(Collected data)

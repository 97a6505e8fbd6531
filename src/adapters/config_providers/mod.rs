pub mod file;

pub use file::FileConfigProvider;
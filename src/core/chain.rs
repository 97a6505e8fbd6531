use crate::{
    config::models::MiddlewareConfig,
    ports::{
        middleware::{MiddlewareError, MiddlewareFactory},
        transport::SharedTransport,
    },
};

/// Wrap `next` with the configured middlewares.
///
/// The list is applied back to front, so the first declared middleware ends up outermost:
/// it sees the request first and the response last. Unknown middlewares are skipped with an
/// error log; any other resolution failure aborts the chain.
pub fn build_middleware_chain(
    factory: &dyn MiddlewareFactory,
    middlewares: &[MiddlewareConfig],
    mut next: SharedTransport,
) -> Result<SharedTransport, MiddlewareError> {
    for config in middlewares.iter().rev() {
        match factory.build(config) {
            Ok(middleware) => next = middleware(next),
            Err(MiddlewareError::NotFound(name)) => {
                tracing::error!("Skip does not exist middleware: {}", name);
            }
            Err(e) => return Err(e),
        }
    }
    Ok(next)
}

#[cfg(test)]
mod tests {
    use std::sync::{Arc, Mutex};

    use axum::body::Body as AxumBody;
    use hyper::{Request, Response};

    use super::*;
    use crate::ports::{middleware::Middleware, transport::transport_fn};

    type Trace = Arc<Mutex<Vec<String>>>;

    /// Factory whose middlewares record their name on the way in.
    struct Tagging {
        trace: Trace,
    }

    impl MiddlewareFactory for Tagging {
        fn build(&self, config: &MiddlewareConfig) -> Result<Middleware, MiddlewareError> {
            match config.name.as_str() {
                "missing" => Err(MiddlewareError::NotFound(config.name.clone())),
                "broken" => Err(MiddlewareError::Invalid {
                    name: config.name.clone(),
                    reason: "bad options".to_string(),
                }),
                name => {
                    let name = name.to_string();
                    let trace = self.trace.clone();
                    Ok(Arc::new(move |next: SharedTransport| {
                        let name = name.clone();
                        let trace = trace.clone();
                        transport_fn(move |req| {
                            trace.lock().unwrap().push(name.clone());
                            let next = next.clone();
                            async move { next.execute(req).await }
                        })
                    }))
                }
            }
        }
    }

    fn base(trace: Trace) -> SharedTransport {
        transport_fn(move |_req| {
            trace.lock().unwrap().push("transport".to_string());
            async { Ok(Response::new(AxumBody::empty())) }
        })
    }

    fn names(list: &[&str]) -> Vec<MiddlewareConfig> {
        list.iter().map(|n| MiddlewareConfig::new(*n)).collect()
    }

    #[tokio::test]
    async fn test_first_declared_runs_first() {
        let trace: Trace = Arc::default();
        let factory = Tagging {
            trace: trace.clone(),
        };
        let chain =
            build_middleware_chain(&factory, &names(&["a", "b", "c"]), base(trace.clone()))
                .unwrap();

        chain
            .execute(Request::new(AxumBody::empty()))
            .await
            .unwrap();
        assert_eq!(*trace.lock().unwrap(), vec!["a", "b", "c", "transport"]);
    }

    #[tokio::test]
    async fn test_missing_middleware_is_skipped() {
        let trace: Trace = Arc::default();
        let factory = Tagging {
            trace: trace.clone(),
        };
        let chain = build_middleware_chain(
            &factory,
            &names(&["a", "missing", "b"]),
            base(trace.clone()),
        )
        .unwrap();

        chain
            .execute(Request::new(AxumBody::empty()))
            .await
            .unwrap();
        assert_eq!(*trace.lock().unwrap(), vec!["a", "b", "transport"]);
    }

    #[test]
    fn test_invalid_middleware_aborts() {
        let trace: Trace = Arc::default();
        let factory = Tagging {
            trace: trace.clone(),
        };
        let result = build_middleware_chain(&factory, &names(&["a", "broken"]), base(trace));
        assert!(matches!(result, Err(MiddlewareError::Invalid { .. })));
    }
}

• _WORK TO COMPLETE_: From the data above, copy each line that has the string "self".

• _ANSWER BOX_:
        fn build(&self, config: &MiddlewareConfig) -> Result<Middleware, MiddlewareError> {
                    let trace = self.trace.clone();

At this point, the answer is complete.